Action knowledge for video captioning with graph neural networks

Autor:	Willy Fitra Hendria, Vania Velda, Bahy Helmi Hartoyo Putra, Fikriansyah Adzaka, Cheol Jeong
Jazyk:	angličtina
Rok vydání:	2023
Předmět:	Graph neural networks Video captioning Visual representation Electronic computers. Computer science QA75.5-76.95
Zdroj:	Journal of King Saud University: Computer and Information Sciences, Vol 35, Iss 4, Pp 50-62 (2023)
Druh dokumentu:	article
ISSN:	1319-1578
DOI:	10.1016/j.jksuci.2023.03.006
Popis:	Many existing video captioning methods capture action information in the video by exploiting features extracted from an action recognition model.

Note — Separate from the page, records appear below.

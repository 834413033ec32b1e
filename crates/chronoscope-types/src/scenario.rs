//! Scenario-level payloads exchanged with the simulation backend.

use serde::{Deserialize, Serialize};
use ts_rs::TS;

use crate::ids::ScenarioId;
use crate::step::{StateSnapshot, StepPayload};

/// Short listing entry for a scenario.
#[derive(Debug, Clone, PartialEq, Serialize, Deserialize, TS)]
#[serde(rename_all = "camelCase")]
#[ts(export, export_to = "bindings/")]
pub struct ScenarioSummary {
    /// Scenario identifier.
    pub id: ScenarioId,
    /// Display name.
    pub name: String,
    /// Latest timestep the backend has computed, if any.
    #[serde(default)]
    pub current_timestep: Option<u64>,
    /// Optional free-form description.
    #[serde(default)]
    pub description: Option<String>,
}

/// Scenario detail used to bootstrap a timeline.
#[derive(Debug, Clone, Default, PartialEq, Serialize, Deserialize, TS)]
#[serde(rename_all = "camelCase")]
#[ts(export, export_to = "bindings/")]
pub struct ScenarioDetail {
    /// Timestep of the current state, if the backend reports one.
    #[serde(default)]
    pub current_timestep: Option<i64>,
    /// Current state, present even when no history has been recorded.
    #[serde(default)]
    pub current_state: Option<StateSnapshot>,
    /// Recorded history, in any order.
    #[serde(default)]
    pub history: Vec<StepPayload>,
}

/// Push notification announcing that a step is available.
#[derive(Debug, Clone, PartialEq, Eq, Serialize, Deserialize, TS)]
#[serde(rename_all = "camelCase")]
#[ts(export, export_to = "bindings/")]
pub struct PushEvent {
    /// Scenario the step belongs to.
    pub scenario_id: ScenarioId,
    /// Timestep of the announced step.
    pub timestep: u64,
}

#[cfg(test)]
#[allow(clippy::unwrap_used)]
mod tests {
    use super::*;

    #[test]
    fn detail_defaults_to_empty_history() {
        let detail: ScenarioDetail =
            serde_json::from_str(r#"{"currentTimestep": 3, "currentState": {}}"#).unwrap();
        assert_eq!(detail.current_timestep, Some(3));
        assert!(detail.current_state.is_some());
        assert!(detail.history.is_empty());
    }

    #[test]
    fn push_event_wire_format() {
        let event: PushEvent =
            serde_json::from_str(r#"{"scenarioId": "s-1", "timestep": 5}"#).unwrap();
        assert_eq!(event.scenario_id.as_str(), "s-1");
        assert_eq!(event.timestep, 5);
    }
}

However, directly using the action features without object-specific representation may not well capture the object interactions. Consequently, the generated captions may not be accurate enough in describing the action and the object in the scenes. To address this issue, we propose to incorporate the action features as the edge features in a graph neural network where the nodes represent objects, thereby capturing a finer visual representation of object-action-object relationships. Previous graph-based video captioning methods commonly relied on a pretrained object detection model to create the node representations. The object detection model, however, may miss detecting some important objects. To alleviate this problem, we further introduce a grid-based node representation where the nodes are represented by the features extracted from grids of video frames. Using this representation, the important objects in the scenes are captured more thoroughly. To avoid adding any complexity during inference, the knowledge of the proposed graph is transferred to another neural network via knowledge distillation. Our proposed method achieved state-of-the-art results on two popular video captioning datasets, i.e., MSVD and MSR-VTT, on all metrics. The code of our proposed method is available at https://github.com/Sejong-VLI/V2T-Action-Graph-JKSUCIS-2023.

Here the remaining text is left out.